■ TASK OBJECTIVE ■
Set down exactly, from the records below, the line with "async fn main()" through the line with "let args = Args::parse();", and nothing else.

■ SUPPLIED RECORDS ■
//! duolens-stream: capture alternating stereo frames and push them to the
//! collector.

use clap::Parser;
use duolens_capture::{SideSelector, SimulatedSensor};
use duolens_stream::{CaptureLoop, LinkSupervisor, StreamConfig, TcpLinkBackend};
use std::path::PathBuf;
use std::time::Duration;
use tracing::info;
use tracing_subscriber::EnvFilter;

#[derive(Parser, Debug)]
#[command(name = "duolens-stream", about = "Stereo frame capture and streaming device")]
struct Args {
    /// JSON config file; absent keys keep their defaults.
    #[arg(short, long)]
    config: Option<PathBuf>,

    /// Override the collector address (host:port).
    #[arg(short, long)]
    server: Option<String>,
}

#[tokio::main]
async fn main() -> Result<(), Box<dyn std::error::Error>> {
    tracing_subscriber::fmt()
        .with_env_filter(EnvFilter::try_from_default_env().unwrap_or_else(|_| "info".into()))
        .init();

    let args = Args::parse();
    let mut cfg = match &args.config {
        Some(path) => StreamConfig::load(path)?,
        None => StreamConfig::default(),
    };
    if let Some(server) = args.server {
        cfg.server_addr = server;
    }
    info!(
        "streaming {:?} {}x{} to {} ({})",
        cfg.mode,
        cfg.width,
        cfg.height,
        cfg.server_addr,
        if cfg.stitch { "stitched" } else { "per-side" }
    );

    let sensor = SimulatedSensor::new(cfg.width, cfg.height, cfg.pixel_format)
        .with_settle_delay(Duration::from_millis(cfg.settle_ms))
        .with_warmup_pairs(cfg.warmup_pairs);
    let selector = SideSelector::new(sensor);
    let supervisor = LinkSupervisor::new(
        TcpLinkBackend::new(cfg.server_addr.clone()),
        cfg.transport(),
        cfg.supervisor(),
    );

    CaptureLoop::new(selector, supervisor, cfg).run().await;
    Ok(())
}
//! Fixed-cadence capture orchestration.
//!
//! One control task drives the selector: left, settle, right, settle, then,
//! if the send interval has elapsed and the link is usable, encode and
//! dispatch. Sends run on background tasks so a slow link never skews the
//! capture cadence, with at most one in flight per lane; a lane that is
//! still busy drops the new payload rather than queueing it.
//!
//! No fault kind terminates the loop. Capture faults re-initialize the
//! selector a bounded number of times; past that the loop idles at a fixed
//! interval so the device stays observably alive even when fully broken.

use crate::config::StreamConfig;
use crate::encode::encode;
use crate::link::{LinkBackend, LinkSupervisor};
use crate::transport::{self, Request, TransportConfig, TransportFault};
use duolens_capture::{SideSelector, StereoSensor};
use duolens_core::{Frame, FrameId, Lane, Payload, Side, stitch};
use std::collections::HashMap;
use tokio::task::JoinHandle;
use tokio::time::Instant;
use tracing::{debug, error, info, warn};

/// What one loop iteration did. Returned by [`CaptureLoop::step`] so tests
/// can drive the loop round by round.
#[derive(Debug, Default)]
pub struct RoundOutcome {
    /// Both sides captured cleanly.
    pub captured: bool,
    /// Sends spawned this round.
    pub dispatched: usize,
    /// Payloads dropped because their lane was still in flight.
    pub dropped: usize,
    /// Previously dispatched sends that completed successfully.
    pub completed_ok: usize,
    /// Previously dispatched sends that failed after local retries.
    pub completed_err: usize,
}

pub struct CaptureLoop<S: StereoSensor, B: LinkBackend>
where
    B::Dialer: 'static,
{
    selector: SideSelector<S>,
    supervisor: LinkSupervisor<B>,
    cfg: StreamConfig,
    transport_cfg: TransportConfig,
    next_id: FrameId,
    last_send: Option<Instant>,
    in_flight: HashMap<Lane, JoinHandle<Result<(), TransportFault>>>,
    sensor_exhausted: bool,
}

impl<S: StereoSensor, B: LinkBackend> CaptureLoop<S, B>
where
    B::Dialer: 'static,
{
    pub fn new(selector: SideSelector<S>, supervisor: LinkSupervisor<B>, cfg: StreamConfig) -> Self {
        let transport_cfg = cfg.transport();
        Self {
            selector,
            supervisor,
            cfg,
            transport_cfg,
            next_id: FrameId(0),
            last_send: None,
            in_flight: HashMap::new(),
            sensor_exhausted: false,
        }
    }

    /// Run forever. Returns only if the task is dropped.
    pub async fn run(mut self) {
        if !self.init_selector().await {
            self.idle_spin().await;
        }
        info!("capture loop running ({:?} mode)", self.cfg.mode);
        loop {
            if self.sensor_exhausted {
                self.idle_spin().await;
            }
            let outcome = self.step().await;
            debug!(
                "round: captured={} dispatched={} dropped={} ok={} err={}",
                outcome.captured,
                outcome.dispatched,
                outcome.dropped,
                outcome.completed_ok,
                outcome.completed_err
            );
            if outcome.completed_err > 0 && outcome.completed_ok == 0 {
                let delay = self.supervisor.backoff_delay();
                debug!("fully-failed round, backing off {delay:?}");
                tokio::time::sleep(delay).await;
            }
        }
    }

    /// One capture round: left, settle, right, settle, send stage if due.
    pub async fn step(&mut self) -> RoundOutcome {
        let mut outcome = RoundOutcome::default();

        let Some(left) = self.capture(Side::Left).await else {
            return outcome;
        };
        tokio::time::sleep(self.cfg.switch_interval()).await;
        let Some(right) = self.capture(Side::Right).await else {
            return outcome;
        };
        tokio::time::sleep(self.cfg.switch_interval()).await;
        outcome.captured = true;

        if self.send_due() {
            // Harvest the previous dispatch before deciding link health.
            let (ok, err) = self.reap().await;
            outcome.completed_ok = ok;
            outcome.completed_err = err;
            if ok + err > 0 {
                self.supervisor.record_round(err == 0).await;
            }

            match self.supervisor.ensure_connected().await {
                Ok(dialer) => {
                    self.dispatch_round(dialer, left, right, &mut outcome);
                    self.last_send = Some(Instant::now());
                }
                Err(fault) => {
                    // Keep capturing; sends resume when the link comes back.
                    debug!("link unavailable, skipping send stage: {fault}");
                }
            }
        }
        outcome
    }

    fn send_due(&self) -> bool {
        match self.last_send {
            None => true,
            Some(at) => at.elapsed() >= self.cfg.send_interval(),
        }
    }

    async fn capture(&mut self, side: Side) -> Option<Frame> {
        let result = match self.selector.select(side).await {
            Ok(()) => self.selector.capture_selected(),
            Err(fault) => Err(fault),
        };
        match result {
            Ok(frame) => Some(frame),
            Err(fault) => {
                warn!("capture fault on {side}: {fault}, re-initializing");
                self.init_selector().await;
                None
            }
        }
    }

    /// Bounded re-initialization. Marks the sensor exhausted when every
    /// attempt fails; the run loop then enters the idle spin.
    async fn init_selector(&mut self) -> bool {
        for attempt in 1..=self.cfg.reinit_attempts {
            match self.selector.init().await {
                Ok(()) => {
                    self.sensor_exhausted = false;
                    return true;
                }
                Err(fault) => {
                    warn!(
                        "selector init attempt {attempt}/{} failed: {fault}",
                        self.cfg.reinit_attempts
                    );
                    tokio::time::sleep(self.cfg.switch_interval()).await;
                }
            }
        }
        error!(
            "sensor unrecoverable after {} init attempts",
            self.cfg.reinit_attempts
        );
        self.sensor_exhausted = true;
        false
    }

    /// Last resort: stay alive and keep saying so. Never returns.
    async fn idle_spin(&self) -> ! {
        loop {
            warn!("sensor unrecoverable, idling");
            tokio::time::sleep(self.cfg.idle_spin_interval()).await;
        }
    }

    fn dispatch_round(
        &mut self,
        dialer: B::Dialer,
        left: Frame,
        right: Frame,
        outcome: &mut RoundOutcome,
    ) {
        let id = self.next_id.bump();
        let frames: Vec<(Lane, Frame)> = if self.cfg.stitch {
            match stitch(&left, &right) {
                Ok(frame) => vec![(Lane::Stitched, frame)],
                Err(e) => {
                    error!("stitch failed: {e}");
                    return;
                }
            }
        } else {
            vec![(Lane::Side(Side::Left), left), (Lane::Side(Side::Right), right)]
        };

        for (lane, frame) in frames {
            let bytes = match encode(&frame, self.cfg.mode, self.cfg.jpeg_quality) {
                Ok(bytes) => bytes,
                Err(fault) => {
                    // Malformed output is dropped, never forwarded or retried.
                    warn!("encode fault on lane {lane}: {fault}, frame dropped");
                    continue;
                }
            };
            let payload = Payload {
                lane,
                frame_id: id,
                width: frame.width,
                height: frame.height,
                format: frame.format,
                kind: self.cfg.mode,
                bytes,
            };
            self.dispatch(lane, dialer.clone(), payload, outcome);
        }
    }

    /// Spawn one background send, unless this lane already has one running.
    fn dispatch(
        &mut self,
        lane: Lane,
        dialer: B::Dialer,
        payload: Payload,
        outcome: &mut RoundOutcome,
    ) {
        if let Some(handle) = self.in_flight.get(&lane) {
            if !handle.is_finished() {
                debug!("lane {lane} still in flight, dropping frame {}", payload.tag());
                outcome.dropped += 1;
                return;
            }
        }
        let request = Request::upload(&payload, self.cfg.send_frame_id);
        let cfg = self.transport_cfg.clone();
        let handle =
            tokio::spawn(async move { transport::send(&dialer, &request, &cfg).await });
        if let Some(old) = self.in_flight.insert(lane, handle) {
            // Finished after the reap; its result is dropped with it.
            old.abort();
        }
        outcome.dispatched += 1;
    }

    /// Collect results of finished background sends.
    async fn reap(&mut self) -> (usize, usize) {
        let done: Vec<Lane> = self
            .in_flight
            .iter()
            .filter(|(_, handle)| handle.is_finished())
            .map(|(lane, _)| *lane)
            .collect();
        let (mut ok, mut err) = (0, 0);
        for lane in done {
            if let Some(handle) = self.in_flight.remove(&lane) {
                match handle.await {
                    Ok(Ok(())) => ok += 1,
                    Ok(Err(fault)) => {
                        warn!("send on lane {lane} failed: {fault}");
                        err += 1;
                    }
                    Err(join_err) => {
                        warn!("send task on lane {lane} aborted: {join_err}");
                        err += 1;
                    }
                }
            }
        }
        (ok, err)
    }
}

...

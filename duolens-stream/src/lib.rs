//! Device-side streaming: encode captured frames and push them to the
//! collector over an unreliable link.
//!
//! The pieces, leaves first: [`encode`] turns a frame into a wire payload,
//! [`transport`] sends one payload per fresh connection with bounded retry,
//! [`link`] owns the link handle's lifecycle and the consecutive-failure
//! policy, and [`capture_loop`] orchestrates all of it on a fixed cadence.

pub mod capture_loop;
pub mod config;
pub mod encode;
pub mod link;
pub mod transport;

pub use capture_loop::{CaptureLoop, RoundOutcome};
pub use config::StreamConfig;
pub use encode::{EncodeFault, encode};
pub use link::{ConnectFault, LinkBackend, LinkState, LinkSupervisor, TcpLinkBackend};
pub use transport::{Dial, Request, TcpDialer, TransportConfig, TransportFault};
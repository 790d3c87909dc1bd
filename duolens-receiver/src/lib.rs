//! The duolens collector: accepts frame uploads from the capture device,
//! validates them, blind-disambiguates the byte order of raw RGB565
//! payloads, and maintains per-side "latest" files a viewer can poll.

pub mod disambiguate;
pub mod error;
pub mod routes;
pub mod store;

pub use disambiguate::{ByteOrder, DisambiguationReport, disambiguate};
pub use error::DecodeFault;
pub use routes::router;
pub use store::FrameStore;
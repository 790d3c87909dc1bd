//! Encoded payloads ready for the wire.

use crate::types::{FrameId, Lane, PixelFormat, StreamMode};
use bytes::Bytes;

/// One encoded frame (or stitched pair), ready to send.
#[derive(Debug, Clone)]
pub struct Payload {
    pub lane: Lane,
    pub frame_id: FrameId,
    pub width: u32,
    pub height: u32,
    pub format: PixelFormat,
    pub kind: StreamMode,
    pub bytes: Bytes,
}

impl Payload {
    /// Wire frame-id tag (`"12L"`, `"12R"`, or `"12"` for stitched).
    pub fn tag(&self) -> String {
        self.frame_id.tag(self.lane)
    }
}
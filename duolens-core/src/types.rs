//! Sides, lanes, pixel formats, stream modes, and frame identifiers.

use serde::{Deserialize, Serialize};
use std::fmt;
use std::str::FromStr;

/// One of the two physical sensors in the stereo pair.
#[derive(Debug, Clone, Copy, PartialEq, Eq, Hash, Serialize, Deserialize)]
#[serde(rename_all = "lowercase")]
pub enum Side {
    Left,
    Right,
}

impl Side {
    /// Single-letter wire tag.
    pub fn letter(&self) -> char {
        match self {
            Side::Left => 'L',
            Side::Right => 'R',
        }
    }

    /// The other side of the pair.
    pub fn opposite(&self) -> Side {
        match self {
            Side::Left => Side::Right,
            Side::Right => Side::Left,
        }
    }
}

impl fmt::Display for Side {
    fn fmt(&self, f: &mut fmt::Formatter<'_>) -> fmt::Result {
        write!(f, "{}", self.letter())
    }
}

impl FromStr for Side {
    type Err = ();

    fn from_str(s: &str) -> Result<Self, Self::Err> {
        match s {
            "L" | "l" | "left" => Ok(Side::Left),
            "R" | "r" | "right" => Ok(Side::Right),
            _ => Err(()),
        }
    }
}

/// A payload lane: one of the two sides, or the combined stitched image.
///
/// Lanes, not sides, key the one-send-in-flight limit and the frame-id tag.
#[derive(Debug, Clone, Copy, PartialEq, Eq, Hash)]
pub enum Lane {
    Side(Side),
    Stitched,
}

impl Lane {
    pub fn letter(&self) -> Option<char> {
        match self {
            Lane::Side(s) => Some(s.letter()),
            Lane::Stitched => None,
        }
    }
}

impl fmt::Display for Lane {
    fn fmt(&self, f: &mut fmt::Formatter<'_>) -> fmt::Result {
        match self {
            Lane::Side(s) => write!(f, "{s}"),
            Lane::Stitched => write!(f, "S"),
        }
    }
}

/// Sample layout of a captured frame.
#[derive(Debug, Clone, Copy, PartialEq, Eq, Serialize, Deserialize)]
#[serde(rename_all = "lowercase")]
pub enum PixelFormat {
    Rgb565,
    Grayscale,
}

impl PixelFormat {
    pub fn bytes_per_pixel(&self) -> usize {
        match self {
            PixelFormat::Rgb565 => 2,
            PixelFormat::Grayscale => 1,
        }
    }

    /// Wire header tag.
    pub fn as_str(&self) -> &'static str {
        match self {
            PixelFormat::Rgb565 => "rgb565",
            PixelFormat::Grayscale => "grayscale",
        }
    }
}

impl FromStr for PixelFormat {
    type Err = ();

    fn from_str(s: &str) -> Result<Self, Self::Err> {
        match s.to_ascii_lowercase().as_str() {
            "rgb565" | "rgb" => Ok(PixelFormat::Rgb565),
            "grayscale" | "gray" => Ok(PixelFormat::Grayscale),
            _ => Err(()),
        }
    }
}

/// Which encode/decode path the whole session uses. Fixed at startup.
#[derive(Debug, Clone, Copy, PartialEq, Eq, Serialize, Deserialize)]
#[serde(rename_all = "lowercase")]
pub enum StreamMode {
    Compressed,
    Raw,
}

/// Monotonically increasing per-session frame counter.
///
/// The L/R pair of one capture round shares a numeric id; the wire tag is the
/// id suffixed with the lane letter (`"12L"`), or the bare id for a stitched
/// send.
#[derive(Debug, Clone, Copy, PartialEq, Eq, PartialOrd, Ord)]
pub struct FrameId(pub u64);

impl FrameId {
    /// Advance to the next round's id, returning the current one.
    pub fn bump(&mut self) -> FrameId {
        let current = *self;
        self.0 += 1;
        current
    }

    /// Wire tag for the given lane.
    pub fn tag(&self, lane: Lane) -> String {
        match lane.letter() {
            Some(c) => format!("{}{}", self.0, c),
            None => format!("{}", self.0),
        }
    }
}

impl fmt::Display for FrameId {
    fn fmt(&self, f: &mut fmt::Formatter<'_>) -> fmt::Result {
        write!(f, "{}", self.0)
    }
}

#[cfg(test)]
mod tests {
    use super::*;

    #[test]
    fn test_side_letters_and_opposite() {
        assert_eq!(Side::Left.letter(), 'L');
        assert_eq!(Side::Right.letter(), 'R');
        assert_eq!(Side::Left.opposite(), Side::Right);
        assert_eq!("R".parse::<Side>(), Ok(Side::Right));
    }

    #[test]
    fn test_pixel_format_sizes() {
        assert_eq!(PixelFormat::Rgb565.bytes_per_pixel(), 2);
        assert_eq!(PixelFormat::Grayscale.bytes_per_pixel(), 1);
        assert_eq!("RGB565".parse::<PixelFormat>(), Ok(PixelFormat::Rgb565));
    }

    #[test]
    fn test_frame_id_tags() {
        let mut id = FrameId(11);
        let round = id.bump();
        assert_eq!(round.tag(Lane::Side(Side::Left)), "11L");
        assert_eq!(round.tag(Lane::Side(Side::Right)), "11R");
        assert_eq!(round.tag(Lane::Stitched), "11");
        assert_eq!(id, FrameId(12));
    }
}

■ SOLUTION TO THIS TASK ■
async fn main() -> Result<(), Box<dyn std::error::Error>> {
    tracing_subscriber::fmt()
        .with_env_filter(EnvFilter::try_from_default_env().unwrap_or_else(|_| "info".into()))
        .init();

    let args = Args::parse();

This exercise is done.